La crisis de Siria sirvió para agrandar la figura de Putin en detrimento de la de Obama. Supuso el triunfo de un enfoque pragmatista de la paz, equiparada al silencio de las armas. Pero la mera ausencia de guerra no es sinónimo de paz, y mucho menos en Siria donde prosigue una encarnizada guerra civil, en la que los vencidos poca clemencia podrían esperar de los vencedores. El hecho en sí de la utilización de armas químicas contra más de un millar de personas, de las que cuatrocientos eran niños, pasó a un segundo plano. Nadie pone en duda la perversidad y los fríos cálculos en el uso de estas armas ni su calificación como un crimen de lesa humanidad, pero en el fondo se consideró un mal mayor una escalada de la guerra y el riesgo de su extensión a otros países vecinos. Desde este punto de vista, la aprobación de la resolución 2118 del Consejo de Seguridad para el control de las armas químicas en Siria ha de entenderse como un gran éxito diplomático de Moscú, más allá del propio conflicto.

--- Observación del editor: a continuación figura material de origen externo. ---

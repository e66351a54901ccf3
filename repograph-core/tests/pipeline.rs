//! End-to-end tests of the library pipeline: discover, aggregate, write.

use repograph_core::{
    aggregate, discover_sources, write_graph, Edge, GraphError, OutputLayout,
};
use std::collections::BTreeSet;
use std::fs;
use std::path::Path;
use tempfile::TempDir;

/// Read a written table as (header, set of data rows).
fn read_table(path: &Path) -> (String, BTreeSet<String>) {
    let content = fs::read_to_string(path).expect("table should exist");
    let mut lines = content.lines();
    let header = lines.next().expect("table should have a header").to_string();
    (header, lines.map(str::to_string).collect())
}

fn rows(items: &[&str]) -> BTreeSet<String> {
    items.iter().map(|s| s.to_string()).collect()
}

fn run_pipeline(input: &Path, output: &Path) -> repograph_core::Result<bool> {
    let sources = discover_sources(input, "csv")?;
    match aggregate(&sources)? {
        Some(graph) => {
            write_graph(&graph, output, &OutputLayout::default())?;
            Ok(true)
        }
        None => Ok(false),
    }
}

#[test]
fn test_end_to_end_example() {
    let input = TempDir::new().unwrap();
    let output = TempDir::new().unwrap();
    fs::write(
        input.path().join("data.csv"),
        "user,repo_name\nbob,alice/widgets\nalice,alice/gadgets\n",
    )
    .unwrap();

    assert!(run_pipeline(input.path(), output.path()).unwrap());

    let (header, users) = read_table(&output.path().join("users.csv"));
    assert_eq!(header, "username:ID,:LABEL");
    assert_eq!(users, rows(&["bob,User", "alice,User"]));

    let (header, repos) = read_table(&output.path().join("repos.csv"));
    assert_eq!(header, "repo_name:ID,:LABEL");
    assert_eq!(repos, rows(&["alice/widgets,Repo", "alice/gadgets,Repo"]));

    let (header, memberships) = read_table(&output.path().join("memberships.csv"));
    assert_eq!(header, ":START_ID,:END_ID,:TYPE");
    assert_eq!(
        memberships,
        rows(&["bob,alice/widgets,MEMBER", "alice,alice/gadgets,MEMBER"])
    );

    let (header, ownerships) = read_table(&output.path().join("ownerships.csv"));
    assert_eq!(header, ":START_ID,:END_ID,:TYPE");
    assert_eq!(
        ownerships,
        rows(&["alice,alice/widgets,OWNER", "alice,alice/gadgets,OWNER"])
    );
}

#[test]
fn test_owner_only_user_gets_node() {
    let input = TempDir::new().unwrap();
    fs::write(input.path().join("data.csv"), "user,repo_name\nbob,alice/widgets\n").unwrap();

    let sources = discover_sources(input.path(), "csv").unwrap();
    let graph = aggregate(&sources).unwrap().unwrap();
    assert!(graph.users.contains("alice"));
    assert!(graph
        .ownerships
        .contains(&Edge::new("alice", "alice/widgets")));
}

#[test]
fn test_rerun_is_byte_identical() {
    let input = TempDir::new().unwrap();
    fs::write(
        input.path().join("a.csv"),
        "user,repo_name\nbob,alice/widgets\ncarol,dave/tools\n",
    )
    .unwrap();
    fs::write(input.path().join("b.csv"), "user,repo_name\neve,alice/widgets\n").unwrap();

    let first = TempDir::new().unwrap();
    let second = TempDir::new().unwrap();
    run_pipeline(input.path(), first.path()).unwrap();
    run_pipeline(input.path(), second.path()).unwrap();

    for name in ["users.csv", "repos.csv", "memberships.csv", "ownerships.csv"] {
        assert_eq!(
            fs::read(first.path().join(name)).unwrap(),
            fs::read(second.path().join(name)).unwrap(),
            "{name} differs between runs"
        );
    }
}

#[test]
fn test_duplicates_across_files() {
    let input = TempDir::new().unwrap();
    let output = TempDir::new().unwrap();
    fs::write(input.path().join("a.csv"), "user,repo_name\nbob,alice/widgets\n").unwrap();
    fs::write(input.path().join("b.csv"), "repo_name,user\nalice/widgets,bob\n").unwrap();

    run_pipeline(input.path(), output.path()).unwrap();

    let (_, memberships) = read_table(&output.path().join("memberships.csv"));
    assert_eq!(memberships.len(), 1);
    let (_, users) = read_table(&output.path().join("users.csv"));
    assert_eq!(users.len(), 2);
    let (_, repos) = read_table(&output.path().join("repos.csv"));
    assert_eq!(repos.len(), 1);
}

#[test]
fn test_validation_failure_writes_nothing() {
    let input = TempDir::new().unwrap();
    let output = TempDir::new().unwrap();
    fs::write(input.path().join("a.csv"), "user,repo_name\nbob,alice/widgets\n").unwrap();
    fs::write(input.path().join("b.csv"), "user,repo_name\nbob,/widgets\n").unwrap();

    let err = run_pipeline(input.path(), output.path()).unwrap_err();
    assert!(matches!(err, GraphError::SchemaViolation { .. }));
    assert!(err.to_string().contains("b.csv"));
    assert_eq!(fs::read_dir(output.path()).unwrap().count(), 0);
}

#[test]
fn test_empty_input_dir() {
    let input = TempDir::new().unwrap();
    let output = TempDir::new().unwrap();
    fs::write(input.path().join("readme.txt"), "not a source").unwrap();

    assert!(!run_pipeline(input.path(), output.path()).unwrap());
    assert_eq!(fs::read_dir(output.path()).unwrap().count(), 0);
}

No es extraño que el régimen sirio considerara los hechos una victoria sin lucha frente a EEUU, aunque el verdadero mérito corresponde a Vladimir Putin, que en esta tragedia de la política internacional pareció asumir el papel del Mefistófeles ruso frente al Fausto americano. Un estratega frente a un táctico. Barack Obama pasó de ser el Hamlet de la Casa Blanca, tan dubitativo como calculador, a convertirse en el Fausto al que Mefistóteles ofrece una paz a la medida de una opinión pública cansada de guerras y de una Cámara de Representantes deseosa de ajustar cuentas con el presidente demócrata. Es una “paz”que sirvió para acallar las críticas inmediatas, pero de la que el líder americano no saldrá indemne porque entregó a cambio el alma de su credibilidad en política exterior. Pese a todo, Obama no tiene la preocupación de luchar por un segundo mandato, si bien el tiempo no podrá ocultar que asumió un serio revés frente al juicio de la Historia, algo que un político tan versado en lecturas históricas y jurídicas como el presidente valora bastante. Pero en el fondo Obama fue víctima de su propio pragmatismo, el que le ha acompañado a lo largo de su carrera política, en la que algunos acuñaron el eslogan de Obama No Drama. Ha sido el ejemplo del político que no quiere dejar de desaprovechar la más mínima oportunidad, un planteamiento muy similar al expresado por Bruto en el Julio César de Shakespeare, al referirse a una marea alta en los acontecimientos humanos que puede conducir a la fortuna. Hay que aprovechar la corriente cuando es favorable, o perder el cargamento de la nave. Lo malo es que este consejo procede de un buen táctico, que es a la vez un deficiente estratega. Bruto es tan dubitativo como Hamlet, y una marea favorable no es suficiente si se carece de una estrategia política definida. Pese a todo, el tacticismo de Obama le ha llevado a la “huída hacia delante” de buscar un acuerdo con Irán, en una especie de revival del viaje de Nixon a China, con el que desearía sorprender al mundo entero, rusos incluidos.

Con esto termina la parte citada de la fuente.